If I am not mistaken, this should more or less describe it:

Code: Select all

uint64 killerKey[MAXDEPTH];
MOVE killer[MAXDEPTH]; // orthodox killer table

int
Search(..., ply, lastMove, analogyKey)
{
  killer[ply+1] = INVALID;
  killerKey[ply+1] = 0;
  hashMove = Probe(hashKey)->move;
  if(analogyKey) { // we are already replaying the refutation tree to another move
    analogyKiller = Probe(hashKey ^ analogyKey)->move;
    if(!IS_LEGAL(analogyKiller)) analogyKiller = INVALID;
  } else { // see if we can find a suitable refutation to replay
    if(killerKey[ply] && IS_NONCAPTURE(lastMove)) // sibbling non-capt has set killerKey
      analogyKey = killerKey[ply] ^ hashKey;      // define mapping to its refutation
  }
  SortMoves(hashMove, analogyKiller, goodCaptures, killers, other);
  for(ALL_MOVES) {
    MakeMove(move);
    score = -Search(..., ply+1, move, analogyKey);
    UnMake(move);
    ...
    if(score >= beta) {
      if(IS_NONCAPTURE(move)) killer[ply] = move;
      if(IS_NONCAPTURE(lastMove)) killerKey[ply] = hashKey;
      return beta;
    }
  }
}
tpetzke
Posts: 686
Joined: Thu Mar 03, 2011 4:57 pm
Location: Germany

Re: killer trees

Post by tpetzke »

How is the analogy key updated ? Once you have obtained a first analogy key probably at ply 1 it is never changed again. Is this intended ?
Thomas...

=======
http://macechess.blogspot.com - iCE Chess Engine
mcostalba
Posts: 2684
Joined: Sat Jun 14, 2008 9:17 pm

Re: killer trees

Post by mcostalba »

hgm wrote: if(IS_NONCAPTURE(lastMove)) killerKey[ply] = hashKey;
killerKey[ply] is a position, call it A, hash key
hgm wrote: analogyKiller = Probe(hashKey ^ analogyKey)->move;
and here you ^ with another position, call it B, hash key

But A ^ B has no meaning becuase a killer move is not a tt move.

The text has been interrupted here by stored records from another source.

#![warn(clippy::all)]

mod args;
mod plotting;

use std::path::Path;
use std::time::Instant;

use anyhow::{anyhow, Result};
use log::{info, warn, LevelFilter};
use rockdiff_algorithms::pipeline::{detect_changes, ChangeReport};
use rockdiff_core::containers::PointCloud;
use rockdiff_core::{ChangeError, Stage};
use rockdiff_io::ascii::{
    write_cluster_files, AsciiFormat, AsciiReader, AsciiWriter, NoisePolicy, SummaryWriter,
};

use crate::args::{get_args, Args};

/// Initializes the logger with level `info`, or `debug` if `verbose` is set. `RUST_LOG` takes precedence
pub(crate) fn init_logger(verbose: bool) {
    let mut builder = pretty_env_logger::formatted_builder();
    builder.filter_level(if verbose {
        LevelFilter::Debug
    } else {
        LevelFilter::Info
    });
    if let Ok(filters) = std::env::var("RUST_LOG") {
        builder.parse_filters(&filters);
    }
    builder.init();
}

fn read_cloud(args: &Args) -> Result<PointCloud> {
    let mut reader = AsciiReader::from_path(&args.input_file)?.with_skip_rows(args.skip_rows);
    if let Some(format) = &args.format {
        reader = reader.with_format(format)?;
    }
    if let Some(delimiter) = args.delimiter {
        reader = reader.with_delimiter(delimiter);
    }
    if let Some(diff_column) = &args.diff_column {
        reader = reader.with_diff_column(diff_column);
    }
    reader.read()
}

fn write_report(report: &ChangeReport, stem: &str, args: &Args) -> Result<()> {
    let clusters_path = args.output_dir.join(format!("{}_clusters.txt", stem));
    let noise = if args.keep_noise {
        NoisePolicy::Keep
    } else {
        NoisePolicy::Drop
    };
    let mut writer = AsciiWriter::from_path(&clusters_path)?;
    let written = writer.write_clustered_cloud(&report.filtered.cloud, &report.labels, noise)?;
    writer.flush()?;
    info!(
        "Wrote {} clustered points to {}",
        written,
        clusters_path.display()
    );

    let summary_path = args.output_dir.join(format!("{}_summary.csv", stem));
    let summaries = report.summaries().cloned().collect::<Vec<_>>();
    let mut writer = SummaryWriter::from_path(&summary_path)?;
    writer.set_precision(args.params.precision as usize);
    writer.write(report.kind, &summaries)?;
    writer.flush()?;
    info!("Wrote cluster summary to {}", summary_path.display());

    if args.per_cluster {
        let files = write_cluster_files(
            args.output_dir.join("clusters"),
            stem,
            &report.filtered.cloud,
            &report.labels,
            6,
        )?;
        info!("Wrote {} cluster files", files.len());
    }
    Ok(())
}

fn write_plots(report: &ChangeReport, stem: &str, output_dir: &Path) {
    let plot_dir = output_dir.join("plots");
    if let Err(why) = std::fs::create_dir_all(&plot_dir) {
        warn!("Could not create {}: {}", plot_dir.display(), why);
        return;
    }
    let diffs = report.filtered.cloud.diffs();
    for cluster in report.clusters.iter() {
        if cluster.mesh.is_empty() {
            continue;
        }
        let label = cluster.summary.label;
        let boundary_path = plot_dir.join(format!("{}_c{}_boundary.png", stem, label));
        if let Err(why) = plotting::plot_boundary(cluster, &boundary_path) {
            warn!("Could not plot {}: {}", boundary_path.display(), why);
        }

        let magnitudes = cluster
            .indices
            .iter()
            .map(|index| report.filtered.threshold.magnitude(diffs[*index]))
            .collect::<Vec<_>>();
        let surface_path = plot_dir.join(format!("{}_c{}_surface.png", stem, label));
        if let Err(why) = plotting::plot_surface(cluster, &magnitudes, &surface_path) {
            warn!("Could not plot {}: {}", surface_path.display(), why);
        }
    }
}

fn print_report(report: &ChangeReport) {
    println!(
        "{} {} clusters (min_points = {}), {} points labelled as noise",
        report.clusters.len(),
        report.kind,
        report.min_points,
        report.labels.noise_count()
    );
    for summary in report.summaries() {
        println!(
            "\tCluster {:>4}: {:>6} points  area {:>10}  volume {:>10}  {}",
            summary.label, summary.point_count, summary.area, summary.volume, summary.status
        );
    }
    println!(
        "Total area {:.3}, total volume {:.3}",
        report.total_area(),
        report.total_volume()
    );
}

fn main() -> Result<()> {
    let args = get_args()?;
    let t_start = Instant::now();

    let cloud = read_cloud(&args)?;
    info!(
        "Read {} points with attributes '{}' from {}",
        cloud.len(),
        cloud.layout(),
        args.input_file.display()
    );

    let report = detect_changes(&cloud, &args.params)?;

    std::fs::create_dir_all(&args.output_dir)
        .map_err(|e| ChangeError::io(Stage::Output, &args.output_dir, e))?;
    let stem = args
        .input_file
        .file_stem()
        .map(|stem| stem.to_string_lossy().into_owned())
        .ok_or_else(|| anyhow!("Could not get file name of {}", args.input_file.display()))?;
    write_report(&report, &stem, &args)?;
    if args.plots {
        write_plots(&report, &stem, &args.output_dir);
    }

    print_report(&report);
    info!("Took {:.2}s", t_start.elapsed().as_secs_f64());
    Ok(())
}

As I said before killer moves are not associated to a specific position, so there is in general no strict relation among position A and B in particularly given a killer move M:

hash(A) ^ from_square(M) ^ to_square(M) != hash(B)

The above is true apart for the very specific case in which the killer move is also the TT move.

So I think your idea cannot work, at least this is my understanding.
User avatar
hgm
Posts: 27789
Joined: Fri Mar 10, 2006 10:06 am
Location: Amsterdam
Full name: H G Muller

Re: killer trees

Post by hgm »

T = A^B is the difference between position A and position B. It can be used to transorm position B into position A, as

B ^ T = B ^ (A ^ B) = A

But if the same move m transforms A into A' and B into B', as

A' = M ^ A
B' = M ^ B

(where M is the usual Z(piece, from) ^ Z(piece, to) ^ Z(victim, to) ^ Z(stm)).

So T can also be used to transform B' into A', as

B' ^ T = (B ^ M) ^ (A ^ B) = A ^ M = A'

So as long as X = B, B', B"... run through the sub-tree hanging from B, T^X would trace the analogous tree hanging from A, which was searched just before, and is already in the TT. The cut moves of the latter should be excellent guesses for the cut moves in the current search, if the difference between A and B is truly immaterial.